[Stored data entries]
================================

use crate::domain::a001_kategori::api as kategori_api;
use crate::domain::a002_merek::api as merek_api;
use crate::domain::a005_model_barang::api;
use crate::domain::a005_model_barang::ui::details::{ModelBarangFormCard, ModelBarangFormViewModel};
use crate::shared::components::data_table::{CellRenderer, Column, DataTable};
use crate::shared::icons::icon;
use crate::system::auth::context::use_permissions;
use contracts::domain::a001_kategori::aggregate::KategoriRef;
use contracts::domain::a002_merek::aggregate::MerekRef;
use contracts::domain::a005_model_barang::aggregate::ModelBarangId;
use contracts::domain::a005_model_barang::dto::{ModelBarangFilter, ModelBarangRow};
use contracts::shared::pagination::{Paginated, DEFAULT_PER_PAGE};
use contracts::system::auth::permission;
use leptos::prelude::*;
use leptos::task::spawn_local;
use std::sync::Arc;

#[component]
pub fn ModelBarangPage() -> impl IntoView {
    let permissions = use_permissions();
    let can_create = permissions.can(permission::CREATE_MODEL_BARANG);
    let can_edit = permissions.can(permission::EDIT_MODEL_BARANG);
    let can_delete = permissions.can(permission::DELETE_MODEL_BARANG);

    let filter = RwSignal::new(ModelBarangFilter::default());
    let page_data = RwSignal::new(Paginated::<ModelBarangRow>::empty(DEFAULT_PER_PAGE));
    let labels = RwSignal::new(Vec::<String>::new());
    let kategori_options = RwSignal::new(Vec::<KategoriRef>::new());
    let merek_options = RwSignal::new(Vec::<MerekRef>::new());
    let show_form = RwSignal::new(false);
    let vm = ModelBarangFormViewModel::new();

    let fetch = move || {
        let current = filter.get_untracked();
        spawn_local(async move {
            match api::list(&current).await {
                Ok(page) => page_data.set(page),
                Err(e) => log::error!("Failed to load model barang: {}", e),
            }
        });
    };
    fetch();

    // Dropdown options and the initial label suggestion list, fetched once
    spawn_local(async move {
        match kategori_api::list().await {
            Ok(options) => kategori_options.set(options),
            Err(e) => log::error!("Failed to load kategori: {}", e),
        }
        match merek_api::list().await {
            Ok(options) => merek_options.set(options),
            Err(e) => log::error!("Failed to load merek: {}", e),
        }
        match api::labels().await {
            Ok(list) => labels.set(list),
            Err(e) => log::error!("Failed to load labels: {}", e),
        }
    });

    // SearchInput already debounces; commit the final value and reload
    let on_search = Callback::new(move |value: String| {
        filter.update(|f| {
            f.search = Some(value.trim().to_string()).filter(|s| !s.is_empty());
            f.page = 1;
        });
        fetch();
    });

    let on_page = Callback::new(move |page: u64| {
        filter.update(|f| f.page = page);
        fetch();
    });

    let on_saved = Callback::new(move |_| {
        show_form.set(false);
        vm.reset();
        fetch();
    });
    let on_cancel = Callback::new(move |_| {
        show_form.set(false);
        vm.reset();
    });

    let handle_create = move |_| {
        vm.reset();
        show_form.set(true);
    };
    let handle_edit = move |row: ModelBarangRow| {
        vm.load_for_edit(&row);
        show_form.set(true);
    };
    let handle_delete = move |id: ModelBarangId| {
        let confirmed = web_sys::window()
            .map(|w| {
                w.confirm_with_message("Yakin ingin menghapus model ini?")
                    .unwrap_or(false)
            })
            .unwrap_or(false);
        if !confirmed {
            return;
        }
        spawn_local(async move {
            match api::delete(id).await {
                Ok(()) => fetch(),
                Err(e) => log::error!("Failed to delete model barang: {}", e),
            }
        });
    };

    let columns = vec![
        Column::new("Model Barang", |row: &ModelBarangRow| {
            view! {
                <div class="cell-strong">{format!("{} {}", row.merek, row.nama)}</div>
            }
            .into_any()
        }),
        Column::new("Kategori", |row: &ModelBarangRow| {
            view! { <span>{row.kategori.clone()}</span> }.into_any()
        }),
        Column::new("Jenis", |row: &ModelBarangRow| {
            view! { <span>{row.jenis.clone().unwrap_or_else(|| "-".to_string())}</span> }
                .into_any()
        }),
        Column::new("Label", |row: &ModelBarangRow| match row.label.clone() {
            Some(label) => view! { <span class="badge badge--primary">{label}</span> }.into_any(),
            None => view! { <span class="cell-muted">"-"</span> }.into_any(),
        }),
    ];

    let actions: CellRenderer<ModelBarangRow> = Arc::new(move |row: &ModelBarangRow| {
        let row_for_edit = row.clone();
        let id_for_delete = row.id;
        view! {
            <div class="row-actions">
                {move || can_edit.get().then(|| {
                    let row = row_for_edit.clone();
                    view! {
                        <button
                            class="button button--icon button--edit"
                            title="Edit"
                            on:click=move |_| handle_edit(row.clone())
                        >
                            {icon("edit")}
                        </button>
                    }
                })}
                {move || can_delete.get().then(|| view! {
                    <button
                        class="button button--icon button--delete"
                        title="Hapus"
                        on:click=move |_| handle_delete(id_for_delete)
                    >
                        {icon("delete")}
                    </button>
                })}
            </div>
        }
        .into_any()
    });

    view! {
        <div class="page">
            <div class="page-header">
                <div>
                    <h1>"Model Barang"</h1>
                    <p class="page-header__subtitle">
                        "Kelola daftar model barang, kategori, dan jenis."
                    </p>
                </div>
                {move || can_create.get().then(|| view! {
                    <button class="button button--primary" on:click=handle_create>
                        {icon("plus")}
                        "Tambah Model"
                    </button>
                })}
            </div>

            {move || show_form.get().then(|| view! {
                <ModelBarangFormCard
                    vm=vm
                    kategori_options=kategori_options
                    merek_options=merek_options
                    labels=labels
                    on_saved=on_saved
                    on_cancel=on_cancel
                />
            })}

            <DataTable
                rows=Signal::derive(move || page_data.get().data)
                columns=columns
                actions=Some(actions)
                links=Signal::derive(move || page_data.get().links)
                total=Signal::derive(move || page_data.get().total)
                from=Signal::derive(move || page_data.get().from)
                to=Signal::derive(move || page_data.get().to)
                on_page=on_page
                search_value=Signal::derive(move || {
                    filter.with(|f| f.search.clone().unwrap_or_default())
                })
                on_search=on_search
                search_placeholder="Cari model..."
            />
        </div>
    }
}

================================

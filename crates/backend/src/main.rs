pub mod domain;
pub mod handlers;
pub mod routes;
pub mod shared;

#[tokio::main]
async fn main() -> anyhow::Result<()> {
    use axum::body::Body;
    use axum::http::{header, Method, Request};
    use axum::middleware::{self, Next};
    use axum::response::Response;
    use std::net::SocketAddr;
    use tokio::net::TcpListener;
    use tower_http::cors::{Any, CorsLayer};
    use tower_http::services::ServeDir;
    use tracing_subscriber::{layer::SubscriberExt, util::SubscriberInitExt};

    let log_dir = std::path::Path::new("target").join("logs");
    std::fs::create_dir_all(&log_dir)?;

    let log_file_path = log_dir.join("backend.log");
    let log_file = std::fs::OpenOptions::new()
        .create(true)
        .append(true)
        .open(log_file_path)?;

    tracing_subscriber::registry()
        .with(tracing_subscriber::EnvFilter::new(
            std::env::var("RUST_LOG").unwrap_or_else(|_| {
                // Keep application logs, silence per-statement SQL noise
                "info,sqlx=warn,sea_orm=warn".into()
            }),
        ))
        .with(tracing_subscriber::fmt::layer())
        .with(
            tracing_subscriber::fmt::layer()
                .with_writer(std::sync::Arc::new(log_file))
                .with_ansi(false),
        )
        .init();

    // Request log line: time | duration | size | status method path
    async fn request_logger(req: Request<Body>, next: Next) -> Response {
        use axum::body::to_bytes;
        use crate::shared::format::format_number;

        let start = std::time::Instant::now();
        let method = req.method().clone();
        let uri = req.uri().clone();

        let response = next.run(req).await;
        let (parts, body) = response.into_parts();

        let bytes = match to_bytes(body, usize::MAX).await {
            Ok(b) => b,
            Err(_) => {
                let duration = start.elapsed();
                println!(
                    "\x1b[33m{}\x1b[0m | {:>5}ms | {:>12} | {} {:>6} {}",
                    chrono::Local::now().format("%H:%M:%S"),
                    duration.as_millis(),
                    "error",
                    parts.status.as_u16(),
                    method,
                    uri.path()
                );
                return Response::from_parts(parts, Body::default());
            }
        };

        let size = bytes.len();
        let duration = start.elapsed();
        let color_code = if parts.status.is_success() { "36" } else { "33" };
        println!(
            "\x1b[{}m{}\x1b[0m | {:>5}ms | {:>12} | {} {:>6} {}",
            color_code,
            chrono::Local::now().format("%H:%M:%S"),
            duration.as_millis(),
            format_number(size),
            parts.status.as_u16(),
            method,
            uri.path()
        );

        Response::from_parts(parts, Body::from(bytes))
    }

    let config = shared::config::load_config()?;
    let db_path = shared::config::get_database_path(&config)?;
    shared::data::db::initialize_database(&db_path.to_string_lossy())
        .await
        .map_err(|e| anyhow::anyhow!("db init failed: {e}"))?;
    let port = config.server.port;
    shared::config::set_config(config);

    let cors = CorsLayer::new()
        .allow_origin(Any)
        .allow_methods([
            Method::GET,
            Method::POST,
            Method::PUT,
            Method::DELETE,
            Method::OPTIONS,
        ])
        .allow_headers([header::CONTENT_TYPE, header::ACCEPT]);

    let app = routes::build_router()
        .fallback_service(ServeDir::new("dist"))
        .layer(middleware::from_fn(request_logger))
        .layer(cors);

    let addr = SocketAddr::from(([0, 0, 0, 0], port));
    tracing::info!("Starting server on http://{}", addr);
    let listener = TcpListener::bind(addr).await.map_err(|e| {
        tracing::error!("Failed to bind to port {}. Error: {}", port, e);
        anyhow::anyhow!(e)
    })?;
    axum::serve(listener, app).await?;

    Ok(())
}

================================

■ **To do**: Every line above from the line with "use crate::domain::a001_kategori::api as" to the line with "use leptos::prelude::*;", inclusive, must be returned exactly; no other line belongs in the reply.

■ **Reply**:
use crate::domain::a001_kategori::api as kategori_api;
use crate::domain::a002_merek::api as merek_api;
use crate::domain::a005_model_barang::api;
use crate::domain::a005_model_barang::ui::details::{ModelBarangFormCard, ModelBarangFormViewModel};
use crate::shared::components::data_table::{CellRenderer, Column, DataTable};
use crate::shared::icons::icon;
use crate::system::auth::context::use_permissions;
use contracts::domain::a001_kategori::aggregate::KategoriRef;
use contracts::domain::a002_merek::aggregate::MerekRef;
use contracts::domain::a005_model_barang::aggregate::ModelBarangId;
use contracts::domain::a005_model_barang::dto::{ModelBarangFilter, ModelBarangRow};
use contracts::shared::pagination::{Paginated, DEFAULT_PER_PAGE};
use contracts::system::auth::permission;
use leptos::prelude::*;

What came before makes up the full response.